How to Avoid Getting (Seriously) Hurt When You Fall

Have you ever wondered if there is a “right” way to fall?


The answer is YES!

When older adults experience a fall, research has shown their likelihood of falling again DOUBLES. The more often you fall, the more likely you are to experience a serious injury such as a broken bone, a concussion, and damaged tendons/ligaments.

Most of the time, it is hard to convince someone to focus on things that will help them prevent falls in the future. Why worry about something that hasn’t even happened yet?

We understand, and we also know that it is impossible to prevent 100% of falls anyway! That’s why we at Elevate PT & Wellness also implement fall recovery techniques with our clients. That way, when you DO fall, you’ll know exactly what to do.

Here are 5 strategies to use to avoid serious injuries after a fall. We can’t guarantee you won’t get a few scrapes and bruises, but the following techniques will help you avoid the big, “call 911” sort of injuries:

#1: DON’T FREEZE

This may be one of the hardest strategies to actually implement when you realize you are falling. Unless you’ve taken self-defense or actual fall technique classes (which teach you to recognize a threat as soon as it starts to happen), it is common to panic. However, if you freeze, you will likely sustain an injury if you allow your body to continue moving towards the ground. Being able to react within seconds takes practice, but there are plenty of ways to do so— especially with a professional!


#2: BENT IS BETTER THAN STRAIGHT

A common injury physical therapists treat is called “FOOSH”, which stands for Falling On an Outstretched Hand. Straight lines are bad for business because they don’t let allow the impact to be absorbed across multiple body parts. Instead, the body part that lands straight (usually an arm or a leg) results in a fracture.

#3: PROTECT YOUR HEAD

You’ve probably heard of a whiplash injury after a car accident. Typically, whiplash is caused by a force that moves the head and neck forward, and then backwards at a quick speed. This can cause a loss of consciousness (if the head comes in contact with another surface), a concussion and/or damage to ligaments and tendons in the neck. The same is similar during a fall. For example, when falling backwards, you should tuck your chin towards your chest for protection in order to avoid your head hitting the ground.

#4: AVOID BONES

When you fall on a bony part of your body, your chance of fracturing that bone increases. There are more than a few areas on our bodies to avoid, including:

  • The sides of your ankles

  • Kneecaps

  • The sides of your hips

  • Tailbone and pelvis

  • Spine

  • Shoulder blades

  • Elbows

  • Wrists

  • Head

So if you can’t fall on any of these body parts, where are you supposed to fall?

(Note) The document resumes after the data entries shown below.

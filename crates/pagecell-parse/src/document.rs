//! Document lifecycle and export
//!
//! A [`Document`] is created by [`Document::open`], queried for pages, asked
//! for a full JSON export, and dropped when the owning handle is closed.
//! Opening touches no files; a bad path only surfaces at export time.

use crate::parser::{ParseConfig, Parser};
use crate::types::{Page, US_LETTER_HEIGHT, US_LETTER_WIDTH};
use crate::{Error, Result};
use serde_json::{json, Value};
use std::path::{Path, PathBuf};

/// Environment variable overriding the default resources directory.
pub const RESOURCES_DIR_ENV: &str = "PAGECELL_RESOURCES_DIR";

/// Default resources directory, relative to the process working directory.
pub const DEFAULT_RESOURCES_DIR: &str = "pdf_resources";

/// An open PDF document.
///
/// Owns a copy of the path, the engine configuration tree, and the result of
/// the most recent export (if any).
#[derive(Debug, Clone)]
pub struct Document {
    path: PathBuf,
    config: Value,
    resources_dir: PathBuf,
    last_result: Option<Value>,
}

impl Document {
    /// Open a document at `path`.
    ///
    /// Builds the configuration tree and resolves the resources directory
    /// from [`RESOURCES_DIR_ENV`], falling back to [`DEFAULT_RESOURCES_DIR`].
    /// The file itself is not touched until export.
    pub fn open(path: &str) -> Result<Self> {
        if path.is_empty() {
            return Err(Error::InvalidParameter("empty document path".to_string()));
        }
        log::debug!("opening document: {path}");

        let config = json!({
            "data": {},
            "files": { "pdf": { "filename": path } },
        });
        let resources_dir = std::env::var_os(RESOURCES_DIR_ENV)
            .map_or_else(|| PathBuf::from(DEFAULT_RESOURCES_DIR), PathBuf::from);

        Ok(Document {
            path: PathBuf::from(path),
            config,
            resources_dir,
            last_result: None,
        })
    }

    /// Path the document was opened with
    pub fn path(&self) -> &Path {
        &self.path
    }

    /// Engine configuration tree
    pub fn config(&self) -> &Value {
        &self.config
    }

    /// Directory of parser support data used at export time
    pub fn resources_dir(&self) -> &Path {
        &self.resources_dir
    }

    /// Override the resources directory for this document.
    pub fn set_resources_dir(&mut self, dir: impl Into<PathBuf>) {
        self.resources_dir = dir.into();
    }

    /// Result of the most recent export, if any
    pub fn last_result(&self) -> Option<&Value> {
        self.last_result.as_ref()
    }

    /// Number of pages in the document.
    // TODO: report the real count once the engine exposes per-document metadata
    pub fn page_count(&self) -> Result<usize> {
        Ok(1)
    }

    /// Retrieve a page descriptor.
    ///
    /// Page numbers are 1-indexed. Cell extraction is not wired up, so every
    /// page comes back with US-Letter geometry and no cells.
    pub fn page(&self, page_number: i32) -> Result<Page> {
        if page_number < 1 {
            return Err(Error::InvalidPage(page_number));
        }
        Ok(Page {
            page_number,
            width: US_LETTER_WIDTH,
            height: US_LETTER_HEIGHT,
            cells: Vec::new(),
        })
    }

    /// Run the engine end-to-end and return the serialized result.
    ///
    /// The engine writes `<path>.json` beside the input; that file is read
    /// back, stored as [`Document::last_result`], and its compact
    /// serialization returned. The returned string re-parses to exactly the
    /// structured content of the written file.
    pub fn export_json(&mut self) -> Result<String> {
        if !self.resources_dir.is_dir() {
            return Err(Error::ParseFailed(format!(
                "resources directory does not exist: {}",
                self.resources_dir.display()
            )));
        }

        let output = output_path(&self.path);
        let parse_config = ParseConfig {
            filename: self.path.clone(),
            output: output.clone(),
            resources_dir: self.resources_dir.clone(),
        };

        // Keep the configuration tree in sync with what the engine ran with.
        self.config["files"]["pdf"]["output"] = json!(output.to_string_lossy());
        self.config["pdf_resource_directory"] = json!(self.resources_dir.to_string_lossy());

        Parser::new("error").parse(&parse_config)?;

        let file = std::fs::File::open(&output).map_err(|e| {
            Error::ParseFailed(format!(
                "failed to open parse output {}: {e}",
                output.display()
            ))
        })?;
        let value: Value = serde_json::from_reader(std::io::BufReader::new(file))?;

        let serialized = serde_json::to_string(&value)?;
        log::debug!("export produced {} bytes", serialized.len());
        self.last_result = Some(value);
        Ok(serialized)
    }
}

/// Derived output path: the JSON result lands beside the input.
fn output_path(input: &Path) -> PathBuf {
    let mut os = input.as_os_str().to_os_string();
    os.push(".json");
    PathBuf::from(os)
}

#[cfg(test)]
mod tests {
    use super::*;

    #[test]
    fn test_open_rejects_empty_path() {
        let err = Document::open("").unwrap_err();
        assert!(matches!(err, Error::InvalidParameter(_)));
    }

    #[test]
    fn test_open_does_not_touch_filesystem() {
        // The path need not exist until export.
        let doc = Document::open("definitely/absent/sample.pdf").unwrap();
        assert_eq!(doc.path(), Path::new("definitely/absent/sample.pdf"));
        assert_eq!(
            doc.config()["files"]["pdf"]["filename"],
            "definitely/absent/sample.pdf"
        );
        assert!(doc.last_result().is_none());
    }

    #[test]
    fn test_page_count_placeholder() {
        let doc = Document::open("sample.pdf").unwrap();
        assert_eq!(doc.page_count().unwrap(), 1);
    }

    #[test]
    fn test_page_placeholder_geometry() {
        let doc = Document::open("sample.pdf").unwrap();
        let page = doc.page(3).unwrap();
        assert_eq!(page.page_number, 3);
        assert_eq!(page.width, US_LETTER_WIDTH);
        assert_eq!(page.height, US_LETTER_HEIGHT);
        assert!(page.cells.is_empty());
    }

    #[test]
    fn test_page_rejects_non_positive_numbers() {
        let doc = Document::open("sample.pdf").unwrap();
        assert!(matches!(doc.page(0).unwrap_err(), Error::InvalidPage(0)));
        assert!(matches!(doc.page(-4).unwrap_err(), Error::InvalidPage(-4)));
    }

    #[test]
    fn test_export_missing_resources_dir() {
        let dir = tempfile::tempdir().unwrap();
        let input = dir.path().join("sample.pdf");
        std::fs::write(&input, b"%PDF-1.4\n%%EOF\n").unwrap();

        let mut doc = Document::open(input.to_str().unwrap()).unwrap();
        doc.set_resources_dir(dir.path().join("no-such-dir"));

        let err = doc.export_json().unwrap_err();
        assert!(matches!(err, Error::ParseFailed(_)), "got {err:?}");
        assert!(doc.last_result().is_none());
    }

    #[test]
    fn test_export_roundtrip() {
        let dir = tempfile::tempdir().unwrap();
        let resources = dir.path().join("resources");
        std::fs::create_dir(&resources).unwrap();
        let input = dir.path().join("sample.pdf");
        std::fs::write(&input, b"%PDF-1.7\n%%EOF\n").unwrap();

        let mut doc = Document::open(input.to_str().unwrap()).unwrap();
        doc.set_resources_dir(&resources);

        let exported = doc.export_json().unwrap();

        // The returned string carries the same structured content as the
        // file written beside the input.
        let sidecar = dir.path().join("sample.pdf.json");
        let on_disk: Value =
            serde_json::from_str(&std::fs::read_to_string(&sidecar).unwrap()).unwrap();
        let returned: Value = serde_json::from_str(&exported).unwrap();
        assert_eq!(returned, on_disk);

        // And it is stored on the document.
        assert_eq!(doc.last_result(), Some(&on_disk));
        assert_eq!(on_disk["info"]["num_pages"], 1);
    }

    #[test]
    fn test_export_missing_input_file() {
        let dir = tempfile::tempdir().unwrap();
        let resources = dir.path().join("resources");
        std::fs::create_dir(&resources).unwrap();

        let missing = dir.path().join("absent.pdf");
        let mut doc = Document::open(missing.to_str().unwrap()).unwrap();
        doc.set_resources_dir(&resources);

        let err = doc.export_json().unwrap_err();
        assert!(matches!(err, Error::FileNotFound(_)), "got {err:?}");
    }
}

#5: AIM FOR THE MEAT (MUSCLE)

One of the best ways to avoid landing on your bony parts is to fall at an angle, instead of straight forward, backward or sideways. Falling at more of a diagonal protects the bones more, and takes better advantage of our natural padding (aka muscle!). Our glutes aren’t the only option, either. In fact, several large muscle groups in the upper body do the trick as well, like the large mass of muscles around your elbow/forearm and your deltoids (the large muscle that covers the shoulder).

If you don’t think you have enough “padding” to protect you during a fall, consider working with a healthcare professional who can help develop a strength training program for you. No matter how old you are, it is still possible to improve strength and muscle mass.

While we hope you never experience a fall, we also hope you’ll keep these strategies at the front of your mind to avoid serious injuries.